Thanks to these ingenious solutions, the researchers now have a highly effective epigenetic editor that is small enough to be delivered to the brain and has been shown to have low toxicity and limited off-target effects in cell culture and animal studies.
“It has been an honor to be part of this project; it is very rare to go from basic research to therapeutic application in such a short time,” Bertozzi said. “I think the key was to develop a collaboration that leveraged the tool-building experience of the Weissman lab, the deep disease knowledge of the Vallabh and Minikel labs, and the gene delivery expertise of the Deverman lab.”
Looking to the future
With the key elements of the CHARM technology worked out, the team is now fine-tuning the tool to make it more effective, safer, and easier to produce at the scale needed for clinical trials. The tool is already modular, with different parts interchangeable, so future CHARMs won't have to be programmed from scratch. CHARM is also currently being tested as a therapeutic agent in mice.

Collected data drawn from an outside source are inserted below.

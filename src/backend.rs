//! Boundary to the administration service
//!
//! A [`Backend`] plays the role of the native kadm5 library: it owns the library-wide state
//! created by [`Backend::init_context`] and hands out live [`Connection`]s. Every call returns
//! either its value or a raw, non-zero [`ErrorCode`]. Translating those codes into
//! [`Error`][`crate::Error`]s is the job of the [`Handle`][`crate::Handle`], never of the backend.

use bitflags::bitflags;

use crate::{name::PrincipalName, params::Params};

/// Raw status code returned by a backend
pub type ErrorCode = i64;

/// Seconds since the epoch, `0` meaning "never"
pub type Timestamp = i32;

/// Duration in seconds, `0` meaning "unset"
pub type Deltat = i32;

/// Success
pub const KADM5_OK: ErrorCode = 0;
/// Success, krb5 flavour
pub const KRB5_OK: ErrorCode = 0;

const KADM5_BASE: ErrorCode = 43_787_520;

/// Operation failed for unspecified reason
pub const KADM5_FAILURE: ErrorCode = KADM5_BASE;
/// Operation requires ``get'' privilege
pub const KADM5_AUTH_GET: ErrorCode = KADM5_BASE + 1;
/// Operation requires ``add'' privilege
pub const KADM5_AUTH_ADD: ErrorCode = KADM5_BASE + 2;
/// Operation requires ``modify'' privilege
pub const KADM5_AUTH_MODIFY: ErrorCode = KADM5_BASE + 3;
/// Operation requires ``delete'' privilege
pub const KADM5_AUTH_DELETE: ErrorCode = KADM5_BASE + 4;
/// Insufficient authorization for operation
pub const KADM5_AUTH_INSUFFICIENT: ErrorCode = KADM5_BASE + 5;
/// Database inconsistency detected
pub const KADM5_BAD_DB: ErrorCode = KADM5_BASE + 6;
/// Principal or policy already exists
pub const KADM5_DUP: ErrorCode = KADM5_BASE + 7;
/// Communication failure with server
pub const KADM5_RPC_ERROR: ErrorCode = KADM5_BASE + 8;
/// No administration server found for realm
pub const KADM5_NO_SRV: ErrorCode = KADM5_BASE + 9;
/// Connection to server not initialized
pub const KADM5_NOT_INIT: ErrorCode = KADM5_BASE + 11;
/// Principal does not exist
pub const KADM5_UNK_PRINC: ErrorCode = KADM5_BASE + 12;
/// Policy does not exist
pub const KADM5_UNK_POLICY: ErrorCode = KADM5_BASE + 13;
/// Invalid field mask for operation
pub const KADM5_BAD_MASK: ErrorCode = KADM5_BASE + 14;
/// Invalid number of character classes
pub const KADM5_BAD_CLASS: ErrorCode = KADM5_BASE + 15;
/// Invalid password length
pub const KADM5_BAD_LENGTH: ErrorCode = KADM5_BASE + 16;
/// Illegal policy name
pub const KADM5_BAD_POLICY: ErrorCode = KADM5_BASE + 17;
/// Illegal principal name
pub const KADM5_BAD_PRINCIPAL: ErrorCode = KADM5_BASE + 18;
/// Invalid password history count
pub const KADM5_BAD_HISTORY: ErrorCode = KADM5_BASE + 20;
/// Password minimum life is greater than password maximum life
pub const KADM5_BAD_MIN_PASS_LIFE: ErrorCode = KADM5_BASE + 21;
/// Password is too short
pub const KADM5_PASS_Q_TOOSHORT: ErrorCode = KADM5_BASE + 22;
/// Password does not contain enough character classes
pub const KADM5_PASS_Q_CLASS: ErrorCode = KADM5_BASE + 23;
/// Password is in the password dictionary
pub const KADM5_PASS_Q_DICT: ErrorCode = KADM5_BASE + 24;
/// Cannot reuse password
pub const KADM5_PASS_REUSE: ErrorCode = KADM5_BASE + 25;
/// Current password's minimum life has not expired
pub const KADM5_PASS_TOOSOON: ErrorCode = KADM5_BASE + 26;
/// Policy is in use
pub const KADM5_POLICY_REF: ErrorCode = KADM5_BASE + 27;
/// Connection to server already initialized
pub const KADM5_INIT: ErrorCode = KADM5_BASE + 28;
/// Incorrect password
pub const KADM5_BAD_PASSWORD: ErrorCode = KADM5_BASE + 29;
/// Cannot change protected principal
pub const KADM5_PROTECT_PRINCIPAL: ErrorCode = KADM5_BASE + 30;
/// Programmer error! Bad Admin server handle
pub const KADM5_BAD_SERVER_HANDLE: ErrorCode = KADM5_BASE + 31;
/// Operation requires ``list'' privilege
pub const KADM5_AUTH_LIST: ErrorCode = KADM5_BASE + 44;
/// Operation requires ``change-password'' privilege
pub const KADM5_AUTH_CHANGEPW: ErrorCode = KADM5_BASE + 45;
/// GSS-API (or Kerberos) error
pub const KADM5_GSS_ERROR: ErrorCode = KADM5_BASE + 46;
/// Missing parameters in krb5.conf required for kadmin client
pub const KADM5_MISSING_KRB5_CONF_PARAMS: ErrorCode = KADM5_BASE + 54;

/// Malformed representation of principal
pub const KRB5_PARSE_MALFORMED: ErrorCode = -1_765_328_250;
/// Cannot determine realm for host
pub const KRB5_CONFIG_NODEFREALM: ErrorCode = -1_765_328_160;
/// Cannot allocate memory
pub const ENOMEM: ErrorCode = 12;

bitflags! {
    /// Which fields of a [`PrincipalEntry`] or [`PolicyEntry`] an operation uses
    #[derive(Clone, Copy, Debug, Default, PartialEq, Eq, Hash)]
    #[repr(transparent)]
    pub struct Mask: i64 {
        /// Principal name
        const PRINCIPAL = 0x0000_0001;
        /// Principal expiration time
        const PRINC_EXPIRE_TIME = 0x0000_0002;
        /// Password expiration time
        const PW_EXPIRATION = 0x0000_0004;
        /// Last password change
        const LAST_PWD_CHANGE = 0x0000_0008;
        /// Principal attributes
        const ATTRIBUTES = 0x0000_0010;
        /// Maximum ticket life
        const MAX_LIFE = 0x0000_0020;
        /// Modification time
        const MOD_TIME = 0x0000_0040;
        /// Last modifier
        const MOD_NAME = 0x0000_0080;
        /// Key version number
        const KVNO = 0x0000_0100;
        /// Master key version number
        const MKVNO = 0x0000_0200;
        /// Auxiliary attributes
        const AUX_ATTRIBUTES = 0x0000_0400;
        /// Policy reference (or policy name, for policy operations)
        const POLICY = 0x0000_0800;
        /// Clear the policy reference
        const POLICY_CLR = 0x0000_1000;
        /// Maximum renewable ticket life
        const MAX_RLIFE = 0x0000_2000;
        /// Policy: password maximum life
        const PW_MAX_LIFE = 0x0000_4000;
        /// Policy: password minimum life
        const PW_MIN_LIFE = 0x0000_8000;
        /// Policy: password minimum length
        const PW_MIN_LENGTH = 0x0001_0000;
        /// Policy: password minimum character classes
        const PW_MIN_CLASSES = 0x0002_0000;
        /// Policy: password history count
        const PW_HISTORY_NUM = 0x0004_0000;
        /// Policy: reference count
        const REF_COUNT = 0x0008_0000;
        /// Key data. On creation, means "create without keys"
        const KEY_DATA = 0x0010_0000;
        /// Policy: maximum failed authentications
        const PW_MAX_FAILURE = 0x0020_0000;
        /// Policy: failure count reset interval
        const PW_FAILURE_COUNT_INTERVAL = 0x0040_0000;
        /// Policy: lockout duration
        const PW_LOCKOUT_DURATION = 0x0080_0000;
    }
}

/// Raw principal record as exchanged with a backend
#[derive(Clone, Debug, PartialEq, Eq)]
#[allow(clippy::exhaustive_structs)]
#[allow(missing_docs)]
pub struct PrincipalEntry {
    pub principal: PrincipalName,
    pub princ_expire_time: Timestamp,
    pub last_pwd_change: Timestamp,
    pub pw_expiration: Timestamp,
    pub max_life: Deltat,
    pub mod_name: Option<PrincipalName>,
    pub mod_date: Timestamp,
    pub attributes: i32,
    pub kvno: u32,
    pub mkvno: u32,
    pub policy: Option<String>,
    pub aux_attributes: i64,
    pub max_renewable_life: Deltat,
    pub last_success: Timestamp,
    pub last_failed: Timestamp,
    pub fail_auth_count: u32,
}

impl PrincipalEntry {
    /// An entry with every field unset
    pub fn new(principal: PrincipalName) -> Self {
        Self {
            principal,
            princ_expire_time: 0,
            last_pwd_change: 0,
            pw_expiration: 0,
            max_life: 0,
            mod_name: None,
            mod_date: 0,
            attributes: 0,
            kvno: 0,
            mkvno: 0,
            policy: None,
            aux_attributes: 0,
            max_renewable_life: 0,
            last_success: 0,
            last_failed: 0,
            fail_auth_count: 0,
        }
    }
}

/// Raw policy record as exchanged with a backend
#[derive(Clone, Debug, Default, PartialEq, Eq)]
#[allow(clippy::exhaustive_structs)]
#[allow(missing_docs)]
pub struct PolicyEntry {
    pub policy: String,
    pub pw_min_life: Deltat,
    pub pw_max_life: Deltat,
    pub pw_min_length: i64,
    pub pw_min_classes: i64,
    pub pw_history_num: i64,
    pub policy_refcnt: i64,
    pub pw_max_fail: u32,
    pub pw_failcnt_interval: Deltat,
    pub pw_lockout_duration: Deltat,
}

/// How a session authenticates against the administration service
#[derive(Clone, Debug, PartialEq, Eq)]
#[allow(clippy::exhaustive_enums)]
pub enum Credentials {
    /// Client principal and its password
    Password {
        /// Client principal
        client: String,
        /// Client password
        password: String,
    },
    /// Client principal and a keytab holding its keys
    ///
    /// Without a client, the backend picks its default (usually `host/<hostname>`)
    Keytab {
        /// Client principal
        client: Option<String>,
        /// Keytab location
        keytab: Option<String>,
    },
    /// An existing credentials cache
    Ccache {
        /// Client principal
        client: Option<String>,
        /// Credentials cache location
        ccache: Option<String>,
    },
    /// Direct, server-side access without authentication
    Local,
}

impl Credentials {
    /// Client principal these credentials authenticate, if known
    pub fn client(&self) -> Option<&str> {
        match self {
            Self::Password { client, .. } => Some(client),
            Self::Keytab { client, .. } | Self::Ccache { client, .. } => client.as_deref(),
            Self::Local => None,
        }
    }
}

/// Library-level entry point of an administration backend
///
/// Implementations are driven by [`Context`][`crate::Context`]: `init_context` is called once
/// when the context is built and `free_context` exactly once when it is released.
pub trait Backend: Send {
    /// Allocate library state
    fn init_context(&self) -> Result<(), ErrorCode>;

    /// Release library state
    fn free_context(&self);

    /// Realm to use when none is configured
    fn default_realm(&self) -> Option<String>;

    /// Open an administrative channel for `realm`
    fn connect(
        &self,
        realm: &str,
        credentials: &Credentials,
        params: &Params,
    ) -> Result<Box<dyn Connection>, ErrorCode>;
}

/// A live administrative channel
///
/// A connection serves one operation at a time. Name lists returned by `get_principals` and
/// `get_policies` are complete: backends have no server-side cursor.
pub trait Connection: Send {
    /// Create a principal
    ///
    /// Without a password and without [`Mask::KEY_DATA`], the backend generates a random key.
    fn create_principal(
        &self,
        entry: &PrincipalEntry,
        mask: Mask,
        password: Option<&str>,
    ) -> Result<(), ErrorCode>;

    /// Delete a principal
    fn delete_principal(&self, principal: &PrincipalName) -> Result<(), ErrorCode>;

    /// Modify the fields of a principal selected by `mask`
    fn modify_principal(&self, entry: &PrincipalEntry, mask: Mask) -> Result<(), ErrorCode>;

    /// Rename a principal
    fn rename_principal(
        &self,
        source: &PrincipalName,
        target: &PrincipalName,
    ) -> Result<(), ErrorCode>;

    /// Retrieve a principal
    fn get_principal(&self, principal: &PrincipalName) -> Result<PrincipalEntry, ErrorCode>;

    /// Set a principal password
    fn chpass_principal(&self, principal: &PrincipalName, password: &str)
        -> Result<(), ErrorCode>;

    /// Set a principal key to a random value
    fn randkey_principal(&self, principal: &PrincipalName) -> Result<(), ErrorCode>;

    /// All principal names matching a glob expression
    fn get_principals(&self, expression: &str) -> Result<Vec<String>, ErrorCode>;

    /// Create a policy
    fn create_policy(&self, entry: &PolicyEntry, mask: Mask) -> Result<(), ErrorCode>;

    /// Delete a policy
    fn delete_policy(&self, name: &str) -> Result<(), ErrorCode>;

    /// Modify the fields of a policy selected by `mask`
    fn modify_policy(&self, entry: &PolicyEntry, mask: Mask) -> Result<(), ErrorCode>;

    /// Retrieve a policy
    fn get_policy(&self, name: &str) -> Result<PolicyEntry, ErrorCode>;

    /// All policy names matching a glob expression
    fn get_policies(&self, expression: &str) -> Result<Vec<String>, ErrorCode>;

    /// Push pending changes
    fn flush(&self) -> Result<(), ErrorCode>;

    /// Tear the channel down
    fn destroy(self: Box<Self>) -> Result<(), ErrorCode>;
}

The road from basic research to clinical trials is long and winding, and researchers know there is still a long way to go before CHARM can become a viable medical option for patients with prion diseases like Valabu disease, as well as other diseases with a similar genetic component. But with a strong treatment design and promising lab results at hand, the researchers have every reason to be hopeful. They are committed to developing the technology so that it can help save patients' lives as soon as possible, rather than someday.